## EXERCISE
Among the entries that follow, find every line with the word "name" and copy it.

## SUPPLIED ENTRIES
//! Branching and Branch Isolation Tests
//!
//! Tests branch isolation guarantees and branch management operations.
//! Note: Branch forking (copying parent data) is not yet implemented - see issue #780.

use crate::common::*;

// ============================================================================
// Branch Isolation
// ============================================================================

#[test]
fn data_isolated_between_branches() {
    let test_db = TestDb::new();
    let kv = test_db.kv();

    let branch_a = BranchId::new();
    let branch_b = BranchId::new();

    // Write to branch A
    kv.put(&branch_a, "default", "key", Value::String("value_a".into()))
        .unwrap();

    // Write to branch B
    kv.put(&branch_b, "default", "key", Value::String("value_b".into()))
        .unwrap();

    // Each branch sees only its own data
    let val_a = kv.get(&branch_a, "default", "key").unwrap().unwrap();
    let val_b = kv.get(&branch_b, "default", "key").unwrap().unwrap();

    assert_eq!(val_a, Value::String("value_a".into()));
    assert_eq!(val_b, Value::String("value_b".into()));
}

#[test]
fn delete_in_one_branch_doesnt_affect_other() {
    let test_db = TestDb::new();
    let kv = test_db.kv();

    let branch_a = BranchId::new();
    let branch_b = BranchId::new();

    // Write same key to both branches
    kv.put(&branch_a, "default", "shared_key", Value::Int(1)).unwrap();
    kv.put(&branch_b, "default", "shared_key", Value::Int(2)).unwrap();

    // Delete from branch A
    kv.delete(&branch_a, "default", "shared_key").unwrap();

    // Branch A should be empty, branch B should have data
    assert!(kv.get(&branch_a, "default", "shared_key").unwrap().is_none());
    assert_eq!(
        kv.get(&branch_b, "default", "shared_key").unwrap(),
        Some(Value::Int(2))
    );
}

#[test]
fn all_primitives_isolated_between_branches() {
    let test_db = TestDb::new();
    let p = test_db.all_primitives();

    let branch_a = BranchId::new();
    let branch_b = BranchId::new();

    // Write to branch A
    p.kv.put(&branch_a, "default", "k", Value::Int(1)).unwrap();
    p.state.init(&branch_a, "default", "s", Value::Int(1)).unwrap();
    p.event.append(&branch_a, "default", "e", int_payload(1)).unwrap();
    p.json
        .create(&branch_a, "default", "j", json_value(serde_json::json!({"a": 1})))
        .unwrap();
    p.vector
        .create_collection(branch_a, "default", "v", config_small())
        .unwrap();
    p.vector
        .insert(branch_a, "default", "v", "vec", &[1.0, 0.0, 0.0], None)
        .unwrap();

    // Write different values to branch B
    p.kv.put(&branch_b, "default", "k", Value::Int(2)).unwrap();
    p.state.init(&branch_b, "default", "s", Value::Int(2)).unwrap();
    p.event.append(&branch_b, "default", "e", int_payload(2)).unwrap();
    p.json
        .create(&branch_b, "default", "j", json_value(serde_json::json!({"b": 2})))
        .unwrap();
    p.vector
        .create_collection(branch_b, "default", "v", config_small())
        .unwrap();
    p.vector
        .insert(branch_b, "default", "v", "vec", &[0.0, 1.0, 0.0], None)
        .unwrap();

    // Verify isolation
    assert_eq!(p.kv.get(&branch_a, "default", "k").unwrap().unwrap(), Value::Int(1));
    assert_eq!(p.kv.get(&branch_b, "default", "k").unwrap().unwrap(), Value::Int(2));

    assert_eq!(
        p.state.read(&branch_a, "default", "s").unwrap().unwrap(),
        Value::Int(1)
    );
    assert_eq!(
        p.state.read(&branch_b, "default", "s").unwrap().unwrap(),
        Value::Int(2)
    );

    let events_a = p.event.read_by_type(&branch_a, "default", "e").unwrap();
    let events_b = p.event.read_by_type(&branch_b, "default", "e").unwrap();
    assert_eq!(events_a.len(), 1);
    assert_eq!(events_b.len(), 1);

    let json_a = p.json.get(&branch_a, "default", "j", &root()).unwrap().unwrap();
    let json_b = p.json.get(&branch_b, "default", "j", &root()).unwrap().unwrap();
    assert_eq!(json_a.as_inner().get("a"), Some(&serde_json::json!(1)));
    assert_eq!(json_b.as_inner().get("b"), Some(&serde_json::json!(2)));

    let vec_a = p.vector.get(branch_a, "default", "v", "vec").unwrap().unwrap();
    let vec_b = p.vector.get(branch_b, "default", "v", "vec").unwrap().unwrap();
    assert_eq!(vec_a.value.embedding[0], 1.0);
    assert_eq!(vec_b.value.embedding[1], 1.0);
}

#[test]
fn many_concurrent_branches() {
    let test_db = TestDb::new();
    let kv = test_db.kv();

    // Create 100 branches with data
    let branch_ids: Vec<BranchId> = (0..100).map(|_| BranchId::new()).collect();

    for (i, branch_id) in branch_ids.iter().enumerate() {
        kv.put(branch_id, "default", "index", Value::Int(i as i64)).unwrap();
    }

    // Verify each branch has correct isolated data
    for (i, branch_id) in branch_ids.iter().enumerate() {
        let val = kv.get(branch_id, "default", "index").unwrap().unwrap();
        assert_eq!(val, Value::Int(i as i64));
    }
}

// ============================================================================
// Branch Lifecycle (via BranchIndex)
// ============================================================================

#[test]
fn create_and_list_branches() {
    let test_db = TestDb::new();
    let branch_index = test_db.branch_index();

    // Create some branches
    branch_index.create_branch("branch_1").unwrap();
    branch_index.create_branch("branch_2").unwrap();
    branch_index.create_branch("branch_3").unwrap();

    // List all branches
    let branches = branch_index.list_branches().unwrap();
    assert!(branches.len() >= 3);

    // Verify our branches exist
    assert!(branches.contains(&"branch_1".to_string()));
    assert!(branches.contains(&"branch_2".to_string()));
    assert!(branches.contains(&"branch_3".to_string()));
}

#[test]
fn branch_with_metadata() {
    let test_db = TestDb::new();
    let branch_index = test_db.branch_index();

    // create_branch creates a branch with default metadata;
    // verify we can retrieve the branch and it has the expected fields.
    branch_index.create_branch("with_metadata").unwrap();

    let branch = branch_index.get_branch("with_metadata").unwrap().unwrap();
    assert_eq!(branch.value.name, "with_metadata");
}

// ============================================================================
// Branch Isolation with Data Operations
// ============================================================================

#[test]
fn vector_collections_isolated_per_branch() {
    let test_db = TestDb::new();
    let vector = test_db.vector();

    let branch_a = BranchId::new();
    let branch_b = BranchId::new();

    // Same collection name, different branches
    vector
        .create_collection(branch_a, "default", "embeddings", config_small())
        .unwrap();
    vector
        .create_collection(branch_b, "default", "embeddings", config_small())
        .unwrap();

    vector
        .insert(branch_a, "default", "embeddings", "vec", &[1.0, 0.0, 0.0], None)
        .unwrap();
    vector
        .insert(branch_b, "default", "embeddings", "vec", &[0.0, 1.0, 0.0], None)
        .unwrap();

    // Verify isolation
    let vec_a = vector.get(branch_a, "default", "embeddings", "vec").unwrap().unwrap();
    let vec_b = vector.get(branch_b, "default", "embeddings", "vec").unwrap().unwrap();

    assert_eq!(vec_a.value.embedding[0], 1.0);
    assert_eq!(vec_b.value.embedding[1], 1.0);
}

#[test]
fn event_streams_isolated_per_branch() {
    let test_db = TestDb::new();
    let event = test_db.event();

    let branch_a = BranchId::new();
    let branch_b = BranchId::new();

    // Same stream name, different branches
    event.append(&branch_a, "default", "audit", int_payload(100)).unwrap();
    event.append(&branch_a, "default", "audit", int_payload(101)).unwrap();
    event.append(&branch_b, "default", "audit", int_payload(200)).unwrap();

    assert_eq!(event.read_by_type(&branch_a, "default", "audit").unwrap().len(), 2);
    assert_eq!(event.read_by_type(&branch_b, "default", "audit").unwrap().len(), 1);
}

#[test]
fn json_documents_isolated_per_branch() {
    let test_db = TestDb::new();
    let json = test_db.json();

    let branch_a = BranchId::new();
    let branch_b = BranchId::new();

    // Same doc ID, different branches
    json.create(
        &branch_a,
        "default", "config",
        json_value(serde_json::json!({"version": 1})),
    )
    .unwrap();
    json.create(
        &branch_b,
        "default", "config",
        json_value(serde_json::json!({"version": 2})),
    )
    .unwrap();

    let doc_a = json
        .get(&branch_a, "default", "config", &path(".version"))
        .unwrap()
        .unwrap();
    let doc_b = json
        .get(&branch_b, "default", "config", &path(".version"))
        .unwrap()
        .unwrap();

    assert_eq!(doc_a.as_inner(), &serde_json::json!(1));
    assert_eq!(doc_b.as_inner(), &serde_json::json!(2));
}

// ============================================================================
// Branch Forking Tests (Document Current Behavior)
// ============================================================================

/// Note: Branch forking (parent_branch option) currently does NOT copy parent data.
/// This is a known issue (#780). This test documents current behavior.
#[test]
fn child_branch_does_not_inherit_parent_data_currently() {
    let test_db = TestDb::new();
    let branch_index = test_db.branch_index();
    let kv = test_db.kv();

    // Create parent branch and get its branch_id
    let parent_meta = branch_index.create_branch("parent").unwrap();
    let parent_branch_id = BranchId::from_string(&parent_meta.value.branch_id).unwrap();

    kv.put(
        &parent_branch_id,
        "default", "parent_key",
        Value::String("parent_value".into()),
    )
    .unwrap();

    // Create child branch (parent reference is not supported in current API)
    let child_meta = branch_index.create_branch("child").unwrap();
    let child_branch_id = BranchId::from_string(&child_meta.value.branch_id).unwrap();

    // Currently: child does NOT inherit parent's data (this is a bug/missing feature)
    let child_value = kv.get(&child_branch_id, "default", "parent_key").unwrap();

    // Document current behavior: child doesn't see parent's data
    assert!(
        child_value.is_none(),
        "CURRENT BEHAVIOR: Child branches do not inherit parent data. See issue #780."
    );

    // Parent data should still exist
    let parent_value = kv.get(&parent_branch_id, "default", "parent_key").unwrap();
    assert_eq!(
        parent_value,
        Some(Value::String("parent_value".into())),
        "Parent data should remain"
    );
}

// ============================================================================
// Branch Isolation Stress Test
// ============================================================================

#[test]
fn concurrent_operations_across_branches() {
    use std::sync::{Arc, Barrier};
    use std::thread;

    let test_db = TestDb::new();
    let db = test_db.db.clone();

    let num_branches = 10;
    let ops_per_branch = 100;
    let barrier = Arc::new(Barrier::new(num_branches));

    let handles: Vec<_> = (0..num_branches)
        .map(|r| {
            let db = db.clone();
            let barrier = barrier.clone();
            thread::spawn(move || {
                let branch_id = BranchId::new();
                let kv = KVStore::new(db.clone());
                let event = EventLog::new(db);

                barrier.wait();

                for i in 0..ops_per_branch {
                    kv.put(
                        &branch_id,
                        "default", &format!("key_{}", i),
                        Value::Int((r * 1000 + i) as i64),
                    )
                    .unwrap();
                    event
                        .append(&branch_id, "default", "ops", int_payload((r * 1000 + i) as i64))
                        .unwrap();
                }

                // Verify own data
                for i in 0..ops_per_branch {
                    let val = kv.get(&branch_id, "default", &format!("key_{}", i)).unwrap().unwrap();
                    assert_eq!(val, Value::Int((r * 1000 + i) as i64));
                }

                branch_id
            })
        })
        .collect();

    let branch_ids: Vec<BranchId> = handles.into_iter().map(|h| h.join().unwrap()).collect();

    // Verify all branches have correct isolated data
    let kv = KVStore::new(test_db.db.clone());
    for (r, branch_id) in branch_ids.iter().enumerate() {
        let keys = kv.list(branch_id, "default", Some("key_")).unwrap();
        assert_eq!(keys.len(), ops_per_branch);

        for i in 0..ops_per_branch {
            let val = kv.get(branch_id, "default", &format!("key_{}", i)).unwrap().unwrap();
            assert_eq!(val, Value::Int((r * 1000 + i) as i64));
        }
    }
}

## RESULT FOR THIS TASK
    assert_eq!(branch.value.name, "with_metadata");
    // Same collection name, different branches
    // Same stream name, different branches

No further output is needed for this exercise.